I’m thinking about how places become yours in cities, as we walk through a park that’s bordered two of my past neighborhoods without ever becoming mine. You discover some places by accident, others are recommended by friends. Some places you really like, you never return to. Others you didn’t feel much for at first, you find yourself in again and again.
Schiller Burger was a staple of my life in Neukölln, especially on lazy weekends, when David and I would interrupt a Fresh Prince of Bel-Air marathon only to walk up the hill from Rathaus Neukölln past Spätis and junk shops and old German dive bars with lace curtains on the windows like someone’s dark, faded living room. Our reward was a thick, juicy patty with cheese and lettuce and tomato and sometimes even avocado alongside sweet potato fries dipped in garlicky aioli. The burgers were always giant, and we’d limp home holding our bellies to finish watching whatever shenanigans Will and Carlton’s were up to next.
Now, there’s a smorgasbord of burger places in Berlin, each with fancier toppings than the next. And though many of them are very good, for me, Schiller Burger will always be my place. It’s a party of my story.

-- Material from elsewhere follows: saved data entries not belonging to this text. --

//! 认知层：输出解析、提示词、ReAct 推理循环、失败反思、反思重试控制器、Reference 策略组件

pub mod loop_;
pub mod parser;
pub mod prompts;
pub mod reference;
pub mod reflector;
pub mod reflexion;

pub use loop_::{LoopConfig, LoopOutcome, ReasoningLoop, TerminationReason};
pub use parser::{parse_reasoning_output, ActionCall, ReasoningOutput};
pub use reference::{ExampleBank, ReferencePredicate, SolvedExample, StepReflector};
pub use reflector::Reflector;
pub use reflexion::{Attempt, AttemptPredicate, ReflectiveRetry, RetryOutcome};
//! 遥测收集器：每次模型调用的 token 与延迟
//!
//! 每个任务运行独立实例（挂在 RunContext 上）；复用会导致跨任务统计污染。
//! 后端未返回 usage 时按「字符数 / 4」估算 token。

use std::time::{Instant, SystemTime, UNIX_EPOCH};

use serde::{Deserialize, Serialize};

use crate::llm::LlmResponse;
use crate::memory::message::total_chars;
use crate::memory::Message;

/// 模型调用的用途
#[derive(Debug, Clone, Copy, PartialEq, Eq, Serialize, Deserialize)]
#[serde(rename_all = "snake_case")]
pub enum CallKind {
    Reasoning,
    Planning,
    Reflection,
    /// 每步之后的简短反思
    StepReflection,
}

/// 单次模型调用的度量
#[derive(Debug, Clone, PartialEq, Serialize, Deserialize)]
pub struct CallMetric {
    pub tokens_in: u64,
    pub tokens_out: u64,
    pub latency_seconds: f64,
    /// Unix 时间戳（秒）
    pub timestamp: f64,
    pub kind: CallKind,
    pub model: String,
}

impl CallMetric {
    pub fn total_tokens(&self) -> u64 {
        self.tokens_in + self.tokens_out
    }
}

/// 汇总指标
#[derive(Debug, Clone, Default, PartialEq, Serialize, Deserialize)]
pub struct TelemetrySummary {
    pub call_count: usize,
    pub total_tokens: u64,
    pub total_tokens_in: u64,
    pub total_tokens_out: u64,
    pub total_latency: f64,
    pub avg_tokens_per_call: f64,
    pub avg_latency_per_call: f64,
    /// 重新规划次数（当前策略均不重新规划，恒为 0，保留给报表）
    pub replannings: usize,
    pub detail: Vec<CallMetric>,
}

/// 按字符数估算 token：约 4 字符 1 token，非空文本至少 1
pub fn estimate_tokens(chars: usize) -> u64 {
    if chars == 0 {
        0
    } else {
        ((chars / 4) as u64).max(1)
    }
}

fn unix_now() -> f64 {
    SystemTime::now()
        .duration_since(UNIX_EPOCH)
        .map(|d| d.as_secs_f64())
        .unwrap_or(0.0)
}

#[derive(Debug)]
struct PendingCall {
    started: Instant,
    estimated_prompt_tokens: u64,
}

/// 收集器：on_call_start / on_call_end 成对调用；调用失败时不记录
#[derive(Debug, Default)]
pub struct TelemetryCollector {
    calls: Vec<CallMetric>,
    pending: Option<PendingCall>,
}

impl TelemetryCollector {
    pub fn new() -> Self {
        Self::default()
    }

    /// 记录开始时间，并按 prompt 长度预估输入 token
    pub fn on_call_start(&mut self, prompt: &[Message]) {
        self.pending = Some(PendingCall {
            started: Instant::now(),
            estimated_prompt_tokens: estimate_tokens(total_chars(prompt)),
        });
    }

    /// 计算延迟、提取或估算 token，追加一条 CallMetric 并返回
    pub fn on_call_end(&mut self, response: &LlmResponse, kind: CallKind, model: &str) -> CallMetric {
        let (latency, estimated_in) = match self.pending.take() {
            Some(p) => (p.started.elapsed().as_secs_f64(), p.estimated_prompt_tokens),
            None => (0.0, 0),
        };

        let (mut tokens_in, mut tokens_out) = response
            .usage
            .map(|u| (u.prompt_tokens, u.completion_tokens))
            .unwrap_or((0, 0));
        if tokens_out == 0 {
            tokens_out = estimate_tokens(response.content.chars().count());
        }
        if tokens_in == 0 {
            tokens_in = estimated_in;
        }

        let metric = CallMetric {
            tokens_in,
            tokens_out,
            latency_seconds: latency,
            timestamp: unix_now(),
            kind,
            model: model.to_string(),
        };
        self.calls.push(metric.clone());
        metric
    }

    /// 丢弃未完成的调用（调用出错时使用）
    pub fn on_call_error(&mut self) {
        self.pending = None;
    }

    pub fn call_count(&self) -> usize {
        self.calls.len()
    }

    pub fn summary(&self) -> TelemetrySummary {
        let call_count = self.calls.len();
        let total_tokens_in: u64 = self.calls.iter().map(|c| c.tokens_in).sum();
        let total_tokens_out: u64 = self.calls.iter().map(|c| c.tokens_out).sum();
        let total_tokens = total_tokens_in + total_tokens_out;
        let total_latency: f64 = self.calls.iter().map(|c| c.latency_seconds).sum();
        let (avg_tokens_per_call, avg_latency_per_call) = if call_count > 0 {
            (
                total_tokens as f64 / call_count as f64,
                total_latency / call_count as f64,
            )
        } else {
            (0.0, 0.0)
        };

        TelemetrySummary {
            call_count,
            total_tokens,
            total_tokens_in,
            total_tokens_out,
            total_latency,
            avg_tokens_per_call,
            avg_latency_per_call,
            replannings: 0,
            detail: self.calls.clone(),
        }
    }
}

#[cfg(test)]
mod tests {
    use super::*;

    #[test]
    fn test_estimate_tokens() {
        assert_eq!(estimate_tokens(0), 0);
        assert_eq!(estimate_tokens(3), 1);
        assert_eq!(estimate_tokens(40), 10);
    }

    #[test]
    fn test_usage_preferred_over_estimate() {
        let mut t = TelemetryCollector::new();
        t.on_call_start(&[Message::user("x".repeat(400))]);
        let m = t.on_call_end(&LlmResponse::text("abcd").with_usage(7, 3), CallKind::Reasoning, "m");
        assert_eq!((m.tokens_in, m.tokens_out), (7, 3));
    }

    #[test]
    fn test_estimate_when_usage_missing() {
        let mut t = TelemetryCollector::new();
        t.on_call_start(&[Message::user("x".repeat(400))]);
        let m = t.on_call_end(&LlmResponse::text("y".repeat(80)), CallKind::Planning, "m");
        assert_eq!(m.tokens_in, 100);
        assert_eq!(m.tokens_out, 20);
        assert!(m.latency_seconds >= 0.0);
    }

    #[test]
    fn test_summary_averages() {
        let mut t = TelemetryCollector::new();
        for _ in 0..2 {
            t.on_call_start(&[]);
            t.on_call_end(&LlmResponse::text("").with_usage(10, 10), CallKind::Reasoning, "m");
        }
        let s = t.summary();
        assert_eq!(s.call_count, 2);
        assert_eq!(s.total_tokens, 40);
        assert!((s.avg_tokens_per_call - 20.0).abs() < 1e-9);
        assert_eq!(s.detail.len(), 2);
    }

    #[test]
    fn test_error_records_nothing() {
        let mut t = TelemetryCollector::new();
        t.on_call_start(&[Message::user("hi")]);
        t.on_call_error();
        assert_eq!(t.summary().call_count, 0);
        assert_eq!(t.summary().avg_latency_per_call, 0.0);
    }
}
//! benchbot 命令行入口
//!
//! 用法：`benchbot <tasks-file> [-s react|plan|reflexion|reference] [-c path] [--perturbation level]`
//! 在模拟世界上串行运行任务集，最后把报表与逐任务结果以 JSON 打印到 stdout（日志走 stderr）。

use std::path::PathBuf;
use std::sync::Arc;

use anyhow::Context;
use benchbot::{
    actions::simulated_catalogue,
    bench::{PerturbationKind, PerturbationLevel, PerturbationPlan},
    config::{load_config, PerturbationSection},
    llm::create_llm_from_config,
    observability,
    world::SimulatedWorld,
    BenchAgent, BenchRunner, Strategy, TaskSuite,
};
use clap::Parser;
use tokio_util::sync::CancellationToken;

/// 机器人任务执行策略基准
#[derive(Parser, Debug)]
#[command(name = "benchbot")]
#[command(version, about, long_about = None)]
struct Cli {
    /// 任务集文件（JSON 或 TOML）
    #[arg(value_name = "TASKS")]
    tasks: PathBuf,

    /// 执行策略：react / plan / reflexion / reference
    #[arg(short, long, default_value = "react")]
    strategy: Strategy,

    /// 额外的配置文件，覆盖 config/default.toml
    #[arg(short, long, value_name = "FILE")]
    config: Option<PathBuf>,

    /// 扰动等级：baseline / mild / moderate / severe（覆盖 [perturbation] level）
    #[arg(long, value_name = "LEVEL")]
    perturbation: Option<PerturbationLevel>,

    /// 任务文本扰动，逗号分隔：distractors,noise,ambiguity,incomplete
    #[arg(long, value_name = "KINDS", value_delimiter = ',')]
    perturbation_types: Vec<PerturbationKind>,

    /// 扰动随机种子，设置后结果可复现
    #[arg(long)]
    seed: Option<u64>,
}

impl Cli {
    /// 配置文件中的扰动段，再叠加命令行覆盖
    fn perturbation_plan(&self, section: &PerturbationSection) -> anyhow::Result<PerturbationPlan> {
        let mut plan =
            PerturbationPlan::from_section(section).context("Invalid [perturbation] config")?;
        if let Some(level) = self.perturbation {
            plan.config = level.config();
        }
        if !self.perturbation_types.is_empty() {
            plan.kinds = self.perturbation_types.clone();
        }
        if self.seed.is_some() {
            plan.seed = self.seed;
        }
        Ok(plan)
    }
}

#[tokio::main]
async fn main() -> anyhow::Result<()> {
    observability::init();
    let cli = Cli::parse();

    let cfg = load_config(cli.config.clone()).context("Failed to load config")?;
    let suite = TaskSuite::load(&cli.tasks)
        .with_context(|| format!("Failed to load tasks from {}", cli.tasks.display()))?;
    let llm = create_llm_from_config(&cfg.llm).context("Failed to create LLM client")?;
    let plan = cli.perturbation_plan(&cfg.perturbation)?;

    let world = Arc::new(SimulatedWorld::default());
    let registry = Arc::new(simulated_catalogue(world.clone(), cfg.engine.action_timeout_secs));
    let agent = BenchAgent::from_config(llm, registry, cli.strategy, &cfg)
        .context("Failed to build agent")?;

    let cancel = CancellationToken::new();
    let on_signal = cancel.clone();
    tokio::spawn(async move {
        if let Ok(()) = tokio::signal::ctrl_c().await {
            tracing::info!("Received Ctrl+C, cancelling benchmark...");
            on_signal.cancel();
        }
    });

    tracing::info!(
        tasks = suite.len(),
        strategy = %cli.strategy,
        suite = suite.name.as_deref().unwrap_or("-"),
        perturbed = plan.is_active(),
        "benchmark started"
    );
    let runner = BenchRunner::new(agent)
        .with_environment(world)
        .with_perturbation(plan)
        .with_cancel_token(cancel);
    let (results, report) = runner.run_with_report(&suite).await;
    tracing::info!(
        total = report.total_tasks,
        success_rate = report.success_rate,
        "benchmark finished"
    );

    let output = serde_json::json!({
        "strategy": cli.strategy,
        "suite": suite.name,
        "report": report,
        "results": results,
    });
    println!(
        "{}",
        serde_json::to_string_pretty(&output).context("Failed to serialize results")?
    );
    Ok(())
}
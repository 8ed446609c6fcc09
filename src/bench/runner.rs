//! 基准运行器：逐个任务执行
//!
//! 每个任务前重置环境（任务自带 world 时改为 apply），然后用全新的 RunContext 运行。
//! 共享世界不支持并发运行，所以这里严格串行。
//! 配置了扰动计划时，每个任务拿到自己的 Perturber：输入描述先被扰动，
//! agent 的模型调用与动作观察也经过它，结果里记录扰动情况，描述仍保留原文。

use std::sync::Arc;

use tokio_util::sync::CancellationToken;

use crate::agent::{BenchAgent, TaskDescriptor, TaskResult};
use crate::bench::{perturb_agent, BenchReport, PerturbationPlan, TaskSuite};
use crate::world::Environment;

pub struct BenchRunner {
    agent: BenchAgent,
    environment: Option<Arc<dyn Environment>>,
    perturbation: Option<PerturbationPlan>,
    cancel_token: CancellationToken,
}

impl BenchRunner {
    pub fn new(agent: BenchAgent) -> Self {
        Self {
            agent,
            environment: None,
            perturbation: None,
            cancel_token: CancellationToken::new(),
        }
    }

    pub fn with_environment(mut self, environment: Arc<dyn Environment>) -> Self {
        self.environment = Some(environment);
        self
    }

    /// 未激活的计划等同于不扰动
    pub fn with_perturbation(mut self, plan: PerturbationPlan) -> Self {
        self.perturbation = plan.is_active().then_some(plan);
        self
    }

    /// 取消后当前任务协作式结束，剩余任务不再启动
    pub fn with_cancel_token(mut self, token: CancellationToken) -> Self {
        self.cancel_token = token;
        self
    }

    pub fn agent(&self) -> &BenchAgent {
        &self.agent
    }

    fn prepare(&self, task: &TaskDescriptor) {
        let Some(env) = &self.environment else {
            return;
        };
        match &task.world {
            Some(state) => env.apply(state.clone()),
            None => env.reset(),
        }
        tracing::debug!(task = %task.id, world = %env.describe(), "environment prepared");
    }

    pub async fn run_task(&self, task: &TaskDescriptor) -> TaskResult {
        self.prepare(task);
        let Some(plan) = &self.perturbation else {
            return self.agent.run_with_cancel(task, self.cancel_token.child_token()).await;
        };

        let perturber = Arc::new(plan.perturber_for(&task.id));
        let perturbed = perturber.perturb_task(&task.description);
        // 类别按原文确定，扰动不应改变任务归类
        let input = TaskDescriptor {
            description: perturbed.clone(),
            category: Some(task.task_category().as_str().to_string()),
            ..task.clone()
        };
        tracing::debug!(task = %task.id, input = %perturbed, "task input perturbed");

        let agent = perturb_agent(&self.agent, Arc::clone(&perturber));
        let mut result = agent.run_with_cancel(&input, self.cancel_token.child_token()).await;
        result.description = task.description.clone();
        result.perturbation = Some(perturber.record(perturbed));
        result
    }

    pub async fn run_suite(&self, suite: &TaskSuite) -> Vec<TaskResult> {
        let mut results = Vec::with_capacity(suite.len());
        for (i, task) in suite.iter().enumerate() {
            if self.cancel_token.is_cancelled() {
                tracing::warn!(remaining = suite.len() - i, "benchmark cancelled, skipping remaining tasks");
                break;
            }
            tracing::info!(task = %task.id, progress = %format!("{}/{}", i + 1, suite.len()), "running task");
            results.push(self.run_task(task).await);
        }
        results
    }

    /// 运行整个任务集并生成报表
    pub async fn run_with_report(&self, suite: &TaskSuite) -> (Vec<TaskResult>, BenchReport) {
        let results = self.run_suite(suite).await;
        let report = BenchReport::from_results(&results);
        (results, report)
    }
}
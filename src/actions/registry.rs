//! 动作注册表
//!
//! 所有动作实现 ActionProvider trait，由 ActionRegistry 按名注册（保持注册顺序，用于生成提示词目录）。
//! invoke 是全函数：未注册、参数缺失、处理器报错、超时都转为 ok=false 的 ActionResult，从不向上抛错。
//! 每次调用输出结构化审计日志（JSON）。
//! 可挂一个 ObservationFilter，在结果返回给调用方之前改写它（鲁棒性扰动用）。

use std::collections::HashMap;
use std::sync::Arc;
use std::time::{Duration, Instant};

use async_trait::async_trait;
use serde_json::{Map, Value};
use tokio::time::timeout;

use crate::actions::{ActionResult, ActionSpec, ResponseShape};
use crate::core::AgentError;

/// 动作提供方：执行并返回原始响应形态；adapt 把形态转为统一结果（可按动作定制描述）
#[async_trait]
pub trait ActionProvider: Send + Sync {
    async fn invoke(&self, args: &Map<String, Value>) -> Result<ResponseShape, String>;

    fn adapt(&self, _args: &Map<String, Value>, shape: ResponseShape) -> ActionResult {
        shape.into_result()
    }
}

/// 闭包形式的提供方（测试与简单动作）
pub struct FnProvider<F>(pub F);

#[async_trait]
impl<F> ActionProvider for FnProvider<F>
where
    F: Fn(&Map<String, Value>) -> Result<ResponseShape, String> + Send + Sync,
{
    async fn invoke(&self, args: &Map<String, Value>) -> Result<ResponseShape, String> {
        (self.0)(args)
    }
}

/// 结果改写钩子：拿到动作名与已适配的结果，返回交给调用方的结果
pub trait ObservationFilter: Send + Sync {
    fn filter(&self, action: &str, result: ActionResult) -> ActionResult;
}

#[derive(Clone)]
struct Entry {
    spec: ActionSpec,
    provider: Arc<dyn ActionProvider>,
}

/// 动作注册表：初始化后只读，可在并发运行之间共享
#[derive(Clone)]
pub struct ActionRegistry {
    entries: Vec<Entry>,
    index: HashMap<String, usize>,
    timeout: Duration,
    filter: Option<Arc<dyn ObservationFilter>>,
}

impl Default for ActionRegistry {
    fn default() -> Self {
        Self {
            entries: Vec::new(),
            index: HashMap::new(),
            timeout: Duration::from_secs(30),
            filter: None,
        }
    }
}

impl ActionRegistry {
    pub fn new() -> Self {
        Self::default()
    }

    /// 单个动作调用超时
    pub fn with_timeout(mut self, secs: u64) -> Self {
        self.timeout = Duration::from_secs(secs);
        self
    }

    /// 共享同一批提供方、但结果经过 filter 的副本
    pub fn with_observation_filter(&self, filter: Arc<dyn ObservationFilter>) -> Self {
        Self {
            filter: Some(filter),
            ..self.clone()
        }
    }

    /// 注册动作；同名再次注册会替换原条目（位置不变）
    pub fn register(&mut self, spec: ActionSpec, provider: impl ActionProvider + 'static) -> &mut Self {
        self.insert(spec, Arc::new(provider));
        self
    }

    pub fn register_fn<F>(&mut self, spec: ActionSpec, f: F) -> &mut Self
    where
        F: Fn(&Map<String, Value>) -> Result<ResponseShape, String> + Send + Sync + 'static,
    {
        self.register(spec, FnProvider(f))
    }

    /// 为已注册动作添加别名，共享同一个提供方；目标不存在时返回 ActionNotFound
    pub fn register_alias(
        &mut self,
        alias: &str,
        target: &str,
        description: &str,
    ) -> Result<&mut Self, AgentError> {
        let entry = self
            .entry(target)
            .ok_or_else(|| AgentError::ActionNotFound(target.to_string()))?;
        let spec = entry.spec.alias(alias, description);
        let provider = Arc::clone(&entry.provider);
        self.insert(spec, provider);
        Ok(self)
    }

    fn insert(&mut self, spec: ActionSpec, provider: Arc<dyn ActionProvider>) {
        let name = spec.name.clone();
        match self.index.get(&name) {
            Some(&i) => self.entries[i] = Entry { spec, provider },
            None => {
                self.index.insert(name, self.entries.len());
                self.entries.push(Entry { spec, provider });
            }
        }
    }

    fn entry(&self, name: &str) -> Option<&Entry> {
        self.index.get(name).map(|&i| &self.entries[i])
    }

    pub fn contains(&self, name: &str) -> bool {
        self.index.contains_key(name)
    }

    pub fn spec(&self, name: &str) -> Option<&ActionSpec> {
        self.entry(name).map(|e| &e.spec)
    }

    /// 按注册顺序
    pub fn specs(&self) -> impl Iterator<Item = &ActionSpec> {
        self.entries.iter().map(|e| &e.spec)
    }

    pub fn names(&self) -> Vec<String> {
        self.entries.iter().map(|e| e.spec.name.clone()).collect()
    }

    pub fn len(&self) -> usize {
        self.entries.len()
    }

    pub fn is_empty(&self) -> bool {
        self.entries.is_empty()
    }

    /// 把模型给出的原始输入规整为参数对象（裸字符串映射到首个必需参数）
    pub fn normalize_input(&self, name: &str, raw: Value) -> Map<String, Value> {
        match self.spec(name) {
            Some(spec) => spec.normalize_input(raw),
            None => match raw {
                Value::Object(map) => map,
                Value::Null => Map::new(),
                other => {
                    let mut map = Map::new();
                    map.insert("input".into(), other);
                    map
                }
            },
        }
    }

    /// 调用动作：查找 -> 参数校验（缺失必需参数时不调用处理器）-> 限时执行 -> 适配
    pub async fn invoke(&self, name: &str, args: &Map<String, Value>) -> ActionResult {
        let start = Instant::now();
        let (result, outcome) = self.invoke_inner(name, args).await;
        let result = match &self.filter {
            Some(filter) => filter.filter(name, result),
            None => result,
        };
        let audit = serde_json::json!({
            "event": "action_audit",
            "action": name,
            "ok": result.ok,
            "outcome": outcome,
            "filtered": self.filter.is_some(),
            "duration_ms": start.elapsed().as_millis() as u64,
            "args_preview": args_preview(args),
        });
        tracing::info!(audit = %audit, "action");
        result
    }

    async fn invoke_inner(&self, name: &str, args: &Map<String, Value>) -> (ActionResult, &'static str) {
        let Some(entry) = self.entry(name) else {
            return (
                ActionResult::fail(AgentError::ActionNotFound(name.to_string()).to_string()),
                "not_found",
            );
        };

        let args = match entry.spec.validate(args) {
            Ok(a) => a,
            Err(e) => return (ActionResult::fail(e.to_string()), "invalid_args"),
        };

        match timeout(self.timeout, entry.provider.invoke(&args)).await {
            Ok(Ok(shape)) => (entry.provider.adapt(&args, shape), "ok"),
            Ok(Err(e)) => (
                ActionResult::fail(AgentError::ProviderException(e).to_string()),
                "error",
            ),
            Err(_) => (
                ActionResult::fail(
                    AgentError::ProviderException(format!(
                        "{} timed out after {}s",
                        name,
                        self.timeout.as_secs()
                    ))
                    .to_string(),
                ),
                "timeout",
            ),
        }
    }

    /// 提示词中的可用动作目录：每行签名 + 描述 + 示例
    pub fn describe(&self) -> String {
        let mut out = String::new();
        for spec in self.specs() {
            out.push_str(&format!("- {}: {}\n", spec.signature(), spec.description));
            if let Some(example) = &spec.example {
                out.push_str(&format!("  Example: {}\n", example));
            }
        }
        out
    }
}

fn args_preview(args: &Map<String, Value>) -> String {
    let s = Value::Object(args.clone()).to_string();
    if s.len() > 200 {
        format!("{}...", s.chars().take(200).collect::<String>())
    } else {
        s
    }
}
//! 核心层：错误与恢复、执行轨迹、任务级运行上下文

pub mod context;
pub mod error;
pub mod recovery;
pub mod trace;

pub use context::RunContext;
pub use error::{AgentError, RecoveryAction};
pub use recovery::RecoveryEngine;
pub use trace::{Step, Trace};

So is Five Elephant, the first café I found in Berlin that reminded me of Brooklyn with its laptop-littered wooden tables, clean aesthetics and excellent coffee. Today, the laptops are relegated to a little corner, but it makes sense, considering how many people come to this small café to drink coffee with friends, read the paper – and especially eat the famous cheesecake.
David makes fun of me, because every time we walk along the canal with other people, I can’t resist the urge to encourage them to go try Five Elephant’s cheesecake. He says I say the same thing every time, in the same words. It’s like my mantra.
But if you’ve ever had that cheesecake, you know. It’s the best I’ve eaten anywhere in the world – including every single slice of cheesecake I gobbled up in New York. And so far, everyone I’ve taken there agrees.
The café is full when Jordi and I arrive, so we take advantage of the lull in the drizzly weather to sit outside with our coffee and cake. But the sun is stubbornly gone behind the clouds, and the wind is whisking colder over my cappuccino foam. I’m longing for summer.
In Berlin, summer is a place you own too. Every café inverts itself and spills out onto the sidewalk. The Landwehr Canal glints with sunshine broken by the swans’ graceful wake. Everyone is having a picnic. Everyone is a flaneur. Everyone is at an outdoor market. As long as it’s outside, everyone is there.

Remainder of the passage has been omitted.